Pitt himself would not have minded this outcome of his efforts. He was a fierce devotee of the colonies and vigorously opposed the Stamp Act in 1766 ("The Americans are the sons, not the bastards of England.), argued for removing British troops from Boston and deplored the attitude toward the colonies of Lord North. (Both Pitt and North attended Trinity College, Oxford but they are judged very differently by history.) Although Pitt never set foot in America, he wished not long before his death that he were ten years younger so that he could
spend the remainder of my days in America, which has already given the most brilliant proofs of its independent spirit. (Borneman, p. 305, citing J. C. Long's 1940 book on Pitt.)
Borneman, who lives in Colorado, has previously written about the War of 1812. He shows that George II was wrapped up in keeping his "prized possession," Hanover. The king sent his "most treasured son", the duke of Cumberland, to defend Hanover, but the duke was surrounded by the French at Hastenbeck in Germany, and was forced to surrender Hanover to the French. Cumberland escaped with the help of Colonel Jeffrey Amherst, and on his return to Britain "resigned his military offices in disgrace".

Borneman provides highly readable summaries of the different battles in North American, showing how the outcome of battles hinged on the strategic sense of commanders, and the importance of small numbers of savvy soldiers. He portrays Pontiac as an able military commander but questions how important he was as a leader of the Iroquois or other tribes. At numerous points he suggests that the early allegiance of different tribes to the British was based on lavish gifts, and to the French was based on the comfortable laissez-faire relationship that the French had with their Indian allies.

What the British had going for them is that they brought their women with them and built families. They increased and multiplied. The French came as traders and went home. The imbalance of population meant that the British were favored in the contest between British and French.

In the end, the French and Indian wars - what the Europeans called the Seven Years War - left Europe pretty much the way it started. But it made Britain lord of North America, and along the way established the British Navy as preeminent, and created bases for the British - for example, in India - that became the cornerstones of the British Empire. Pitt, and not George II, understood what was going to be important in the decades ahead.

The problem for the British after the dust settled is that the wars were costly and had to paid for and, many thought, why not make the colonies pay for their own defense?  The Stamp Act imposed duties on imported goods. To which Benjamin Franklin suggested that the new fashion would be "to wear their old clothes over again." Pitt in 1766 succeeded in having it repealed. The Quartering Act billeted British soldiers on the homes of American colonists and the New York legislature voted to nullify it. The British were "aghast".
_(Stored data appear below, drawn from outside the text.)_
/// Which slider keyboard adjustments go to
#[derive(Debug, Clone, Copy, PartialEq, Eq)]
pub enum Control {
    Gain,
    Smoothing,
}

impl Control {
    pub fn next(self) -> Self {
        match self {
            Control::Gain => Control::Smoothing,
            Control::Smoothing => Control::Gain,
        }
    }

    pub fn label(self) -> &'static str {
        match self {
            Control::Gain => "Gain",
            Control::Smoothing => "Smoothing",
        }
    }
}

/// Messages from the keyboard → display state
#[derive(Debug, Clone, Copy, PartialEq, Eq)]
pub enum UiEvent {
    SelectNext,
    SelectPrev,
    Increase,
    Decrease,
    Quit,
}

/// Messages from the display → render loop, carrying the new clamped value
#[derive(Debug, Clone, Copy, PartialEq)]
pub enum ControlChange {
    Gain(f32),
    Smoothing(f32),
}
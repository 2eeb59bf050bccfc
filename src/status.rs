use std::borrow::Cow;
use std::sync::{Arc, Mutex};

/// Most recent operator-facing problem, posted from any thread (including
/// the audio callbacks) and picked up by the render loop for the footer.
#[derive(Debug, Clone, Default)]
pub struct StatusBoard {
    latest: Arc<Mutex<Option<Cow<'static, str>>>>,
}

impl StatusBoard {
    /// Never blocks; a post that collides with the reader is skipped.
    pub fn post(&self, message: impl Into<Cow<'static, str>>) {
        if let Ok(mut slot) = self.latest.try_lock() {
            *slot = Some(message.into());
        }
    }

    /// The message posted since the last call, if any.
    pub fn take(&self) -> Option<String> {
        let mut slot = self.latest.lock().ok()?;
        slot.take().map(Cow::into_owned)
    }
}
George III was "contemptuous" of the colonials. Pitt's chancellor of the exchequer, Charles Townsend, seeing Pitt ailing, moved ahead to do the king's bidding and imposed new taxes on imports into the colonies of glass, lead, paints, paper and... tea.

The last straw were the "Intolerable Acts", of which the Quebec Act of 1774 appears to Borneman as the most significant. It granted territory north of the Ohio river to the British colony at Quebec. George Washington had claimed these lands for Virginia in 1753 and in 1763 they were nominally marked as an Indian reserve, while several states had their eye on them for purposes of westward expansion.  The Acts also enacted reprisals for the dumping of tea in Boston Harbor.
All this came to a head on April 18, in 1775, when two lanterns were hung in the steeple of Boston's old North Church and their beams sent messengers riding toward Lexington and Concord.
This is a fascinating book and its 400 pages read like a thriller.